Burrough told us about the strains that existed between the Russians and Americans, in space and on the ground. The strains were caused, in part, by personality clashes among them and, in part, by cultural differences. As Burrough
described it, NASA chiefs were intent at that time on getting more bang for their bucks—a kind of
higher, faster, cheaper
policy—but even so, the Americans went to great lengths to make space travel as safe as possible. The Russians, on the other hand, were used to stuff breaking and making do, and they seemed to think that some of their fellow travellers were sissies. Burrough had got access to transcripts of all the Russian radio traffic during this time, and he did a brilliant job of recreating the tension and danger aboard
Mir
during the crisis.

A poignant aspect of the
Mir
story was the fact that, although the space station was launched and assembled by the Soviet Union when it looked like a superpower, it was a bankrupt and demoralized Russia that was trying to keep the space programme going. The cosmonauts, as the Russians call their space pilots, held all the records for endurance in space, but by the time the Soviet Union collapsed, they were already being pushed to their limit, operating on a shoestring. Indeed, there was a lone cosmonaut aboard
Mir
when the U.S.S.R. came to an end, and for a time it looked as though he might be forgotten up there.

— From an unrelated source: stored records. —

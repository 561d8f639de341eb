//! Validation service for generated schedules.
//!
//! Re-checks the engine's output invariants over a result set before it is
//! persisted or displayed: pairwise conflict freedom, one section per
//! course, and the exact target count when one was requested. The engine is
//! expected to always produce valid schedules; this service exists so that
//! callers storing results can prove it rather than assume it.

use std::collections::HashSet;

use crate::algorithms::WeekMask;
use crate::error::EngineError;
use crate::models::Schedule;

/// Validation status for a result set
#[derive(Debug, Clone, Copy, PartialEq, Eq)]
pub enum ValidationStatus {
    Valid,
    Invalid,
}

impl ValidationStatus {
    pub fn as_str(&self) -> &'static str {
        match self {
            ValidationStatus::Valid => "valid",
            ValidationStatus::Invalid => "invalid",
        }
    }
}

/// Issue category for grouping validation problems
#[derive(Debug, Clone, Copy, PartialEq, Eq)]
pub enum IssueCategory {
    Conflict,
    CourseCount,
    Duplication,
}

impl IssueCategory {
    pub fn as_str(&self) -> &'static str {
        match self {
            IssueCategory::Conflict => "conflict",
            IssueCategory::CourseCount => "course_count",
            IssueCategory::Duplication => "duplication",
        }
    }
}

/// A single validation issue found in a result set
#[derive(Debug, Clone)]
pub struct ValidationIssue {
    /// Index of the offending schedule within the checked set.
    pub schedule_index: usize,
    pub category: IssueCategory,
    pub description: String,
}

/// Outcome of validating one result set
#[derive(Debug, Clone)]
pub struct ValidationReport {
    pub schedules_checked: usize,
    pub issues: Vec<ValidationIssue>,
}

impl ValidationReport {
    pub fn status(&self) -> ValidationStatus {
        if self.issues.is_empty() {
            ValidationStatus::Valid
        } else {
            ValidationStatus::Invalid
        }
    }

    pub fn is_valid(&self) -> bool {
        self.issues.is_empty()
    }
}

/// Validate every schedule in a result set.
///
/// # Arguments
/// * `schedules` - The result set to check
/// * `target_count` - The exact section count requested, if any
///
/// # Returns
/// * `Ok(ValidationReport)` - all findings, empty when the set is valid
/// * `Err(EngineError)` - a schedule contained a malformed meeting time
pub fn validate_schedules(
    schedules: &[Schedule],
    target_count: Option<usize>,
) -> Result<ValidationReport, EngineError> {
    let mut issues = Vec::new();

    for (index, schedule) in schedules.iter().enumerate() {
        let mut seen_courses = HashSet::new();
        for section in &schedule.sections {
            if !seen_courses.insert(&section.course_id) {
                issues.push(ValidationIssue {
                    schedule_index: index,
                    category: IssueCategory::Duplication,
                    description: format!(
                        "course {} appears more than once",
                        section.course_id
                    ),
                });
            }
        }

        if let Some(target) = target_count {
            if schedule.len() != target {
                issues.push(ValidationIssue {
                    schedule_index: index,
                    category: IssueCategory::CourseCount,
                    description: format!(
                        "expected exactly {} sections, found {}",
                        target,
                        schedule.len()
                    ),
                });
            }
        }

        let masks = schedule
            .sections
            .iter()
            .map(|s| WeekMask::for_section(s).map(|mask| (s.crn, mask)))
            .collect::<Result<Vec<_>, _>>()?;
        for i in 0..masks.len() {
            for j in (i + 1)..masks.len() {
                if masks[i].1.conflicts_with(&masks[j].1) {
                    issues.push(ValidationIssue {
                        schedule_index: index,
                        category: IssueCategory::Conflict,
                        description: format!(
                            "sections {} and {} overlap in time",
                            masks[i].0, masks[j].0
                        ),
                    });
                }
            }
        }
    }

    Ok(ValidationReport {
        schedules_checked: schedules.len(),
        issues,
    })
}

#[cfg(test)]
mod tests {
    use super::*;
    use crate::models::{CourseId, Enrollment, MeetingTime, Section, SectionId};

    fn section(crn: i64, course: &str, meetings: Vec<MeetingTime>) -> Section {
        Section {
            crn: SectionId(crn),
            course_id: CourseId::from(course),
            faculty: vec![],
            campus: String::new(),
            enrollment: Enrollment::default(),
            meeting_times: meetings,
        }
    }

    #[test]
    fn test_clean_set_is_valid() {
        let schedule = Schedule::new(vec![
            section(1, "A", vec![MeetingTime::new(vec![1], 900, 950)]),
            section(2, "B", vec![MeetingTime::new(vec![2], 900, 950)]),
        ]);
        let report = validate_schedules(&[schedule], Some(2)).unwrap();
        assert!(report.is_valid());
        assert_eq!(report.status(), ValidationStatus::Valid);
        assert_eq!(report.schedules_checked, 1);
    }

    #[test]
    fn test_overlap_is_reported() {
        let schedule = Schedule::new(vec![
            section(1, "A", vec![MeetingTime::new(vec![1], 900, 1000)]),
            section(2, "B", vec![MeetingTime::new(vec![1], 930, 1030)]),
        ]);
        let report = validate_schedules(&[schedule], None).unwrap();
        assert_eq!(report.issues.len(), 1);
        assert_eq!(report.issues[0].category, IssueCategory::Conflict);
    }

    #[test]
    fn test_count_mismatch_is_reported() {
        let schedule = Schedule::new(vec![section(1, "A", vec![])]);
        let report = validate_schedules(&[schedule], Some(2)).unwrap();
        assert_eq!(report.issues.len(), 1);
        assert_eq!(report.issues[0].category, IssueCategory::CourseCount);
    }

    #[test]
    fn test_duplicate_course_is_reported() {
        let schedule = Schedule::new(vec![
            section(1, "A", vec![MeetingTime::new(vec![1], 900, 950)]),
            section(2, "A", vec![MeetingTime::new(vec![2], 900, 950)]),
        ]);
        let report = validate_schedules(&[schedule], None).unwrap();
        assert_eq!(report.issues.len(), 1);
        assert_eq!(report.issues[0].category, IssueCategory::Duplication);
    }
}
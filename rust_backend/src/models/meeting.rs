//! Weekly meeting times for course sections.
//!
//! A section meets at fixed wall-clock times on fixed days of the week.
//! Times are carried in HHMM form exactly as the registrar publishes them
//! (e.g. `1420` = 2:20 PM); no timezone handling is applied.

use chrono::Weekday;
use serde::{Deserialize, Serialize};

/// Day-of-week index, 0 = Sunday through 6 = Saturday.
pub type DayIndex = u8;

/// Number of days covered by one weekly schedule.
pub const DAYS_PER_WEEK: usize = 7;

/// A single weekly meeting block of a section.
///
/// Multi-day meetings share one time range across all listed days: a block
/// with `days = [1, 3, 5]` and `1000`–`1050` meets Monday, Wednesday and
/// Friday from 10:00 to 10:50.
///
/// # Examples
///
/// ```
/// use planner_rust::models::MeetingTime;
///
/// let lecture = MeetingTime::new(vec![1, 3, 5], 1000, 1050);
/// assert_eq!(lecture.start_minutes(), 600);
/// assert_eq!(lecture.end_minutes(), 650);
/// assert!(lecture.validate().is_ok());
/// ```
#[derive(Debug, Clone, PartialEq, Eq, Serialize, Deserialize)]
pub struct MeetingTime {
    /// Days this meeting occurs on, 0 = Sunday through 6 = Saturday.
    pub days: Vec<DayIndex>,
    /// Start of the meeting in HHMM form, inclusive.
    pub start_time: u16,
    /// End of the meeting in HHMM form, exclusive.
    pub end_time: u16,
    /// Room reference, when the term data carries one.
    #[serde(default, skip_serializing_if = "Option::is_none")]
    pub location: Option<String>,
}

/// Why a meeting time failed validation.
#[derive(Debug, Clone, Copy, PartialEq, Eq, thiserror::Error)]
pub enum MeetingTimeDefect {
    #[error("day index {0} is outside 0..=6")]
    DayOutOfRange(DayIndex),

    #[error("{0:04} is not a valid HHMM wall-clock time")]
    NotWallClock(u16),

    #[error("start {start:04} is after end {end:04}")]
    Inverted { start: u16, end: u16 },
}

impl MeetingTime {
    /// Create a meeting time with no room reference.
    pub fn new(days: Vec<DayIndex>, start_time: u16, end_time: u16) -> Self {
        Self {
            days,
            start_time,
            end_time,
            location: None,
        }
    }

    /// Minutes since midnight at which the meeting starts.
    pub fn start_minutes(&self) -> u32 {
        hhmm_to_minutes(self.start_time)
    }

    /// Minutes since midnight at which the meeting ends.
    pub fn end_minutes(&self) -> u32 {
        hhmm_to_minutes(self.end_time)
    }

    /// Check that the meeting is well-formed.
    ///
    /// Rejects day indices outside `0..=6`, HHMM values that do not encode a
    /// real wall-clock time (hours ≥ 24 or minutes ≥ 60), and ranges whose
    /// start lies after their end. Provider rows are expected to be clean;
    /// anything that fails here is surfaced to the caller rather than
    /// silently encoded into a wrong occupancy pattern.
    pub fn validate(&self) -> Result<(), MeetingTimeDefect> {
        for &day in &self.days {
            if day as usize >= DAYS_PER_WEEK {
                return Err(MeetingTimeDefect::DayOutOfRange(day));
            }
        }
        for time in [self.start_time, self.end_time] {
            if !is_wall_clock(time) {
                return Err(MeetingTimeDefect::NotWallClock(time));
            }
        }
        if self.start_time > self.end_time {
            return Err(MeetingTimeDefect::Inverted {
                start: self.start_time,
                end: self.end_time,
            });
        }
        Ok(())
    }
}

/// Convert an HHMM time to minutes since midnight.
pub fn hhmm_to_minutes(time: u16) -> u32 {
    (time as u32 / 100) * 60 + (time as u32 % 100)
}

/// Whether an HHMM value encodes a real wall-clock time.
fn is_wall_clock(time: u16) -> bool {
    let hours = time / 100;
    let minutes = time % 100;
    chrono::NaiveTime::from_hms_opt(hours as u32, minutes as u32, 0).is_some()
}

/// Map a day index to its calendar weekday, 0 = Sunday through 6 = Saturday.
pub fn weekday(day: DayIndex) -> Option<Weekday> {
    match day {
        0 => Some(Weekday::Sun),
        1 => Some(Weekday::Mon),
        2 => Some(Weekday::Tue),
        3 => Some(Weekday::Wed),
        4 => Some(Weekday::Thu),
        5 => Some(Weekday::Fri),
        6 => Some(Weekday::Sat),
        _ => None,
    }
}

In 1999 I went to Russia with
As It Happens
producer Thom Rose to report on how people were coping with a faltering economy and all the other challenges of adjusting to life after
glasnost.
The trip was memorable in several respects, but going out to the Yuri Gagarin Cosmonaut Training Centre in Star City to meet cosmonaut Sergei Krikalev was both memorable and thrilling for me. Apart from his charm and good looks, Colonel Krikalev, it turned out, was the very man who had been stranded aboard
Mir
in 1991. The mission lasted more than 311 days as a result. When Krikalev finally stepped out of his Soyuz capsule back on
terra firma,
he was wearing the badges of a country that had ceased to exist.

When I met him, I asked Krikalev how he had kept from going crazy, alone in space for months at a time. He said it wasn’t as hard as you might think. There was the view, for one thing—always spectacular. And he’d had lots of communication with the ground—with Russian space officials, of course, but also with ham radio operators who would call him up to chat.

Krikalev had a practical view of the problems the space programme was facing at a time of widespread economic hardship. As I reported back to Barbara Budd and Jennifer Westaway in the
As It Happens
studio in Toronto, the budget for the space programme that year was $290 million, a tenth of what it had been in 1989. The Kremlin had decreed that
Mir
could be kept aloft only if they could find a private backer to pay for it. (Would they consider re-naming it the Ted Rogers Space Centre?) The buildings at Star City looked shabby and neglected; people were scarce. I thought all this must be very hard on Russian pride, but Krikalev said he understood that times were hard and that the country had other priorities. He added, though, that he was concerned about the lost opportunity.

“Space is our future,” he told me, “our science, the education of the next generation.”